Doenças oculares em mulheres

O oftalmologista Daniel Ramos Parente trata das enfermidades que atingem o público feminino com maior prevalência

 

As mulheres são particularmente susceptíveis às doenças oculares por vários motivos. As variações hormonais durante a vida, como a gravidez e menopausa podem induzir alguns problemas oftalmológicos. Além disso, a maior longevidade nas mulheres faz com que nelas as doenças oculares da senilidade sejam mais prevalentes. Outros problemas oculares são mais frequentes em mulheres que homens, sem ter uma razão específica como a obstrução lacrimal ou dacrioestenose. Fatores culturais e estilo de vida também afetam em maior ou menor prevalência de uma determinada doença ocular.

Motivos culturais fazem com que as mulheres recorram muito mais aos serviços de oculoplástica do que os homens. A blefaroplastia das pálpebras superiores lidera a estatística dos procedimentos mais procurados, proporcionando além de uma maquiagem de melhor qualidade, um olhar mais jovial e agradável naquelas mulheres que necessitarem realizar o procedimento. Já o pterígio e a pinguécula são menos frequentes em mulheres por estarem menos expostas no trabalho à radiação ultravioleta do sol que os homens.

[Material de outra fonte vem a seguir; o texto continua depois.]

//! Run configuration. One value is built per run and handed to every stage.

use serde::{Deserialize, Serialize};
use std::collections::BTreeMap;
use std::path::PathBuf;

use wholesale_protocol::defaults::{
    DEFAULT_ACTIVE_WINDOW_DAYS, DEFAULT_CATALOG, DEFAULT_CHEAPEST_PER_PART,
    DEFAULT_INPUT_EXTENSION, DEFAULT_SCHEMA, DEFAULT_TOP_CUSTOMERS, DEFAULT_TOP_SUPPLIERS,
};
use wholesale_protocol::paths::WholesalePaths;
use wholesale_protocol::TableRef;
use wholesale_schema::{LoadOptions, TableName};

use crate::error::{PipelineError, Result};

pub const DEFAULT_REFERENCE_FILE: &str = "country_codes.csv";

#[derive(Debug, Clone, Default, PartialEq, Serialize, Deserialize)]
#[serde(default)]
pub struct PipelineConfig {
    pub input: InputConfig,
    pub store: StoreConfig,
    pub queries: QueryConfig,
    pub output: OutputConfig,
}

#[derive(Debug, Clone, PartialEq, Serialize, Deserialize)]
#[serde(default)]
pub struct InputConfig {
    /// Directory holding the eight `<table>.tbl` files
    pub dir: PathBuf,
    pub delimiter: char,
    pub extension: String,
    /// Per-table file name overrides, e.g. `lineitem = "lineitem_sf1.tbl"`
    pub files: BTreeMap<TableName, String>,
    /// Country-code reference file; defaults to `<dir>/country_codes.csv`
    pub reference_file: Option<PathBuf>,
    pub reference_delimiter: char,
}

impl Default for InputConfig {
    fn default() -> Self {
        Self {
            dir: PathBuf::from("data"),
            delimiter: '|',
            extension: DEFAULT_INPUT_EXTENSION.to_string(),
            files: BTreeMap::new(),
            reference_file: None,
            reference_delimiter: ',',
        }
    }
}

impl InputConfig {
    pub fn reference_path(&self) -> PathBuf {
        self.reference_file
            .clone()
            .unwrap_or_else(|| self.dir.join(DEFAULT_REFERENCE_FILE))
    }

    pub fn load_options(&self) -> Result<LoadOptions> {
        Ok(LoadOptions {
            delimiter: delimiter_byte("input.delimiter", self.delimiter)?,
            extension: self.extension.clone(),
            file_names: self.files.clone(),
        })
    }

    pub fn reference_delimiter_byte(&self) -> Result<u8> {
        delimiter_byte("input.reference_delimiter", self.reference_delimiter)
    }
}

fn delimiter_byte(key: &str, c: char) -> Result<u8> {
    if c.is_ascii() && c != '\n' && c != '\r' {
        Ok(c as u8)
    } else {
        Err(PipelineError::Config(format!(
            "{} must be a single ASCII character other than a line break, got {:?}",
            key, c
        )))
    }
}

#[derive(Debug, Clone, PartialEq, Serialize, Deserialize)]
#[serde(default)]
pub struct StoreConfig {
    pub root: PathBuf,
    pub catalog: String,
    pub schema: String,
}

impl Default for StoreConfig {
    fn default() -> Self {
        Self {
            root: WholesalePaths::resolve().store_root,
            catalog: DEFAULT_CATALOG.to_string(),
            schema: DEFAULT_SCHEMA.to_string(),
        }
    }
}

impl StoreConfig {
    pub fn table_ref(&self, table: &str) -> TableRef {
        TableRef::new(&self.catalog, &self.schema, table)
    }
}

#[derive(Debug, Clone, PartialEq, Serialize, Deserialize)]
#[serde(default)]
pub struct QueryConfig {
    pub active_window_days: u32,
    pub top_customers: usize,
    pub top_suppliers: usize,
    pub cheapest_per_part: usize,
}

impl Default for QueryConfig {
    fn default() -> Self {
        Self {
            active_window_days: DEFAULT_ACTIVE_WINDOW_DAYS,
            top_customers: DEFAULT_TOP_CUSTOMERS,
            top_suppliers: DEFAULT_TOP_SUPPLIERS,
            cheapest_per_part: DEFAULT_CHEAPEST_PER_PART,
        }
    }
}

#[derive(Debug, Clone, Default, PartialEq, Serialize, Deserialize)]
#[serde(default)]
pub struct OutputConfig {
    /// Also write a CSV next to each query result and the fact table
    pub export_csv: bool,
    /// Also persist cust_geo, supp_geo, order_lineitem and part_partsupp
    pub persist_intermediates: bool,
}

impl PipelineConfig {
    /// Reject values no stage can work with.
    pub fn validate(&self) -> Result<()> {
        self.input.load_options()?;
        self.input.reference_delimiter_byte()?;
        if self.input.extension.trim().is_empty() {
            return Err(PipelineError::Config(
                "input.extension must not be empty".to_string(),
            ));
        }
        if self.store.catalog.trim().is_empty() || self.store.schema.trim().is_empty() {
            return Err(PipelineError::Config(
                "store.catalog and store.schema must not be empty".to_string(),
            ));
        }
        Ok(())
    }
}

#[cfg(test)]
mod tests {
    use super::*;

    #[test]
    fn test_defaults() {
        let config = PipelineConfig::default();
        assert_eq!(config.queries.active_window_days, 30);
        assert_eq!(config.queries.top_customers, 50);
        assert_eq!(config.queries.top_suppliers, 10);
        assert_eq!(config.queries.cheapest_per_part, 3);
        assert_eq!(
            config.input.reference_path(),
            PathBuf::from("data").join("country_codes.csv")
        );
        assert!(config.validate().is_ok());
    }

    #[test]
    fn test_partial_json_uses_defaults() {
        let config: PipelineConfig =
            serde_json::from_str(r#"{"queries": {"top_customers": 5}, "input": {"files": {"orders": "o.tbl"}}}"#)
                .unwrap();
        assert_eq!(config.queries.top_customers, 5);
        assert_eq!(config.queries.top_suppliers, 10);
        assert_eq!(
            config.input.files.get(&TableName::Orders).map(String::as_str),
            Some("o.tbl")
        );
    }

    #[test]
    fn test_rejects_multibyte_delimiter() {
        let mut config = PipelineConfig::default();
        config.input.delimiter = '¦';
        let err = config.validate().unwrap_err();
        assert!(err.to_string().contains("input.delimiter"));
    }

    #[test]
    fn test_table_ref_uses_store_location() {
        let config = PipelineConfig::default();
        assert_eq!(
            config.store.table_ref("fact_table").to_string(),
            "wholesale.tpch.fact_table"
        );
    }
}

As mulheres devem, também, ter cuidados redobrados com a saúde ocular durante a gestação. É muito comum nas gestantes a mudança no índice de refração. Durante a gestação, devemos informar que não se deve trocar os óculos, deve-se esperar porque esta variação da refração se normaliza após o parto. Existem também as alterações patológicas associadas à gravidez de risco, como por exemplo, a diabetes gestacional, na qual a mulher está sujeita a apresentar alterações graves de fundo de olho. O mesmo acontece com as portadoras de hipertensão arterial.

 Na menopausa, ocorre a interrupção da produção do estrogênio, levando a diminuição da produção da lágrima e a alterações no filme lacrimal. Consequentemente, o quadro de olho seco torna-se muito mais frequente em mulheres do que nos homens. Os sintomas são sensação de areia nos olhos, queimação, coceira e desconforto a luz. Nem todas as vezes o olho seco se deve à deficiência de lágrima. Lágrima de baixa qualidade ou excesso de evaporação também podem existir. Em casos graves, podem ser observados ceratite, lesões na córnea, redução da visão ou até mesmo cegueira.

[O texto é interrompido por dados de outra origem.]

//! `wholesale show` - read a committed table back from the store.

use anyhow::{Context, Result};
use clap::Args;
use serde::Serialize;
use std::path::{Path, PathBuf};

use wholesale_protocol::TableRef;
use wholesale_sinks::{SinkError, TableStore};

use crate::cli::config::{resolve, Overrides};
use crate::cli::error::HelpfulError;
use crate::cli::output::{batch_json_rows, print_batches};

#[derive(Debug, Args)]
pub struct ShowArgs {
    /// `table`, `schema.table` or `catalog.schema.table`
    pub table: String,

    /// Number of rows to print
    #[arg(short = 'n', long, default_value = "20")]
    pub rows: usize,

    /// Table store root (default: ~/.wholesale/warehouse)
    #[arg(long, value_name = "DIR")]
    pub store: Option<PathBuf>,

    /// Output as JSON
    #[arg(long)]
    pub json: bool,
}

#[derive(Debug, Serialize)]
struct ShowOutput {
    table: String,
    total_rows: usize,
    blake3: Option<String>,
    rows: Vec<serde_json::Value>,
}

pub fn run(args: ShowArgs, config_path: Option<&Path>) -> Result<()> {
    let config = resolve(
        config_path,
        &Overrides {
            store: args.store,
            ..Overrides::default()
        },
    )?;
    let table = TableRef::parse(&args.table, &config.store.catalog, &config.store.schema)
        .with_context(|| format!("Invalid table reference '{}'", args.table))?;
    let store = TableStore::new(config.store.root.clone());

    let batches = match store.read_table(&table) {
        Ok(batches) => batches,
        Err(SinkError::TableNotFound(name)) => {
            let available: Vec<String> = store
                .list_tables(&table.catalog, &table.schema)?
                .into_iter()
                .map(|t| t.table)
                .collect();
            return Err(HelpfulError::table_not_found(&name, &available).into());
        }
        Err(err) => return Err(err.into()),
    };
    let total_rows: usize = batches.iter().map(|b| b.num_rows()).sum();

    if args.json {
        let manifest = store.manifest(&table.catalog, &table.schema)?;
        let output = ShowOutput {
            table: table.to_string(),
            total_rows,
            blake3: manifest.tables.get(&table.table).map(|e| e.blake3.clone()),
            rows: batch_json_rows(&batches, args.rows)?,
        };
        println!("{}", serde_json::to_string_pretty(&output)?);
        return Ok(());
    }

    print_batches(&batches, args.rows)?;
    println!(
        "{}: showing {} of {} rows",
        table,
        total_rows.min(args.rows),
        total_rows
    );
    Ok(())
}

Mulheres vivem mais do que os homens e, por isso, estão mais suscetíveis às doenças naturais do processo de envelhecimento, como a catarata, a DMRI (Degeneração Macular Relacionada à Idade), que causa a perda gradual da visão central, além do glaucoma e da retinopatia diabética, entre outros problemas de visão.

Algumas doenças sistêmicas que podem vir a afetar os olhos e a visão atingem com mais frequência as mulheres, como a Artrite Reumatoide, o Lúpus, Sjogren, Doença de Graves, entre outras. Além do que, a Esclerose Múltipla, muito mais frequente em mulheres, pode causar uma neuropatia óptica com perda significativa da visão. Algumas doenças oculares são intrinsecamente mais frequentes em mulheres, como a Distrofia de Fuchs, que afeta o endotélio da córnea, podendo levar a perda da transparência corneana e necessitar de transplante.

Independentemente do momento da vida em que esteja, além das visitas regulares ao oftalmologista, a principal recomendação para a mulher preservar a saúde dos olhos é manter um estilo de vida saudável: não fumar, adotar uma dieta adequada, não ingerir bebidas alcoólicas em excesso, praticar exercícios físicos, evitar situações de stress e usar óculos com proteção contra a radiação ultravioleta.